Dans mon enfance, j’ai connu des salles « familiales », le père était projectionniste, sa femme à la caisse, la grand-mère faisait office d’ouvreuse. Ces salles avaient généralement pour nom : Rio, Rex, le Dahu, Casino, de merveilleux cinémas de quartier. Petit à petit, elles ont cédé la place à des restaurants chinois, des quincailleries, des galeries marchandes, des « Picard »… Ce petit commerce de cinéma avait ce supplément d’humanité totalement disparu dans l’uniformisation et l’automatisation des cinémas. Quelque part en Roumanie, dans Piatra Neamt, Le Dacia fait partie de ces cinémas qui ont fait la grandeur d’un art, a fait vivre des familles et émerveillait des générations de cinéphiles. Victor Purice, avec ses deux employés Cornelia et Lorena, poursuit son rêve de cinéma en faisant vivre l’une des rares salles encore en vie dans le pays.
Cinéma, mon amour raconte la lutte quotidienne de Victor pour la survie de son cinéma. Les années fastes sont loin dans le rétroviseur du temps. L’immense salle du Dacia a connu son heure de gloire pendant l’âge d’or du cinéma roumain durant la période communiste. Période bénie où les spectateurs faisaient la queue dans le hall pour assister à de grands spectacles du réalisme socialiste. Des 400 salles de cinéma de l’époque, il n’en reste aujourd’hui que 30. A la chute du communisme, Romania Films rachète à l’état les cinémas, situés pour la plupart en plein centre-ville, pour les revendre aussitôt à des promoteurs immobiliers avec un maximum de retour sur investissement. Devenir riche le plus rapidement possible est l’obsession des pays entrant dans l’économie de marché. L’état se désintéresse totalement de l’exploitation cinématographique et le secteur s’effondre.
Qu’importe, contre tout logique commercial, Victor poursuit l’exploitation de sa salle. Les entrées chutent, mais Victor ne désespère pas de voir revenir les spectateurs. Espoir payant, Titanic remplit la salle, comme à la grande époque. Victor est aux anges, il n’a jamais vu autant d’argent de sa vie ! Des infiltrations d’eau, des problèmes de circuit électrique ont fait de Victor plus qu’un gérant ou projectionniste – c’est réparateur tout terrain. Avec les moyens du bord, il maintient debout la salle. Il va dans la rue chercher les spectateurs, redonner l’envie du cinéma aux jeunes. On peut voir Victor comme un gladiateur du cinéma et ne pas être surpris outre mesure de voir trôner l’affiche du film de Ridley Scott dans le hall du cinéma.
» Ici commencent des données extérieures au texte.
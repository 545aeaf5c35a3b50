//! `citesync sync` command.

use crate::cli::SyncArgs;
use crate::config::Settings;
use crate::context::ServiceContext;
use crate::sync::{format_actions, EntryRequest, SyncCoordinator, SyncRequest};

/// Builds the run request from the command-line arguments.
///
/// # Errors
///
/// Returns an error string naming the first identifier that is neither a
/// DOI nor an ISBN.
pub fn build_request(args: &SyncArgs) -> Result<SyncRequest, String> {
    let entries = args
        .entries
        .iter()
        .map(|(raw, base)| EntryRequest::parse(raw, base.as_deref()))
        .collect::<Result<Vec<_>, _>>()
        .map_err(|e| e.to_string())?;
    let options = &args.options;
    Ok(SyncRequest {
        entries,
        update: options.update.clone(),
        update_all: options.update_all,
        renames: options.rename_pairs().into_iter().map(|(code, base)| (code.to_string(), base.to_string())).collect(),
    })
}

/// Execute the `sync` command.
///
/// # Errors
///
/// Returns an error string if the request is invalid or the run fails. A
/// run that fails after touching files has already been rolled back.
pub fn run(ctx: &ServiceContext, settings: &Settings, args: &SyncArgs) -> Result<(), String> {
    let request = build_request(args)?;
    let runtime = tokio::runtime::Builder::new_current_thread()
        .enable_all()
        .build()
        .map_err(|e| format!("Failed to start async runtime: {e}"))?;

    let actions = runtime
        .block_on(async {
            let mut coordinator = SyncCoordinator::open(ctx, settings)?;
            coordinator.run(&request).await
        })
        .map_err(|e| {
            if e.is_reported() {
                e.to_string()
            } else {
                format!("{e}\nNo files were changed.")
            }
        })?;

    println!("Sync complete:");
    println!("{}", format_actions(&actions));
    Ok(())
}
Victor ne projette quasiment plus en 35 mm. Il garde des bobines de grands films dans la cabine, mais depuis quelques années, il a un vidéoprojecteur et des titres en Blu-ray dans un classeur, ce qui lui permet de faire des séances à la demande. Une jeune génération se déplace encore dans les salles de cinéma. Le plus triste est que le cinéma roumain, qui triomphe dans les festivals, trouve difficilement le chemin des salles. Comme partout ailleurs, les salles sont devenues des fast-foods pour des produits formatés. Pourtant rien ne décourage Victor. Son voyage en Allemagne est un beau moment, dans ce pays avec « un autre niveau de civilisation ». Il visite une salle de cinéma moderne, belles enseignes lumineuses, attractions, coin café, machines à pop-corn, salle 3D, etc. de quoi faire rêver Victor… et pourtant, là-dedans qu’une seule notion domine – la rentabilité. Au Dacia, c’est le system D et l’amour du cinéma qui domine. En restant à hauteur d’homme, Alexandru Belc réussit un beau portrait d’un pays, d’un cinéma, d’un homme, non d’un Don Quichotte !
Longue vie au Dacia !
Fernand Garcia
Cinéma mon amour (Kino, moja milosc), un film d’Alexandru Belc avec Victor Purice, Lorena Cosau, Cornelia Chelmu, Gheorghe Purice… Scénario : Alexandru Belc, Tudor Giurgiu, Ilinca Micu. Image : Tudor Vladimir Panduru. Montage : Ion Ioachim Stroe. Musique : Cezar Popescu. Producteurs : Tudor Giurgiu, Aurelian Nica, Andra Radu, Radovan Síbrt, Viktória Hozzová, Hanka Kastelicová. Production : Libra Film – Pink Productions – HBO Europe – HBO Romania. Distribution (France) : Outplay (Sortie le 17 mai 2017). Roumanie – République Tchèque. 2015. 70 minutes. Couleur. Tous Publics.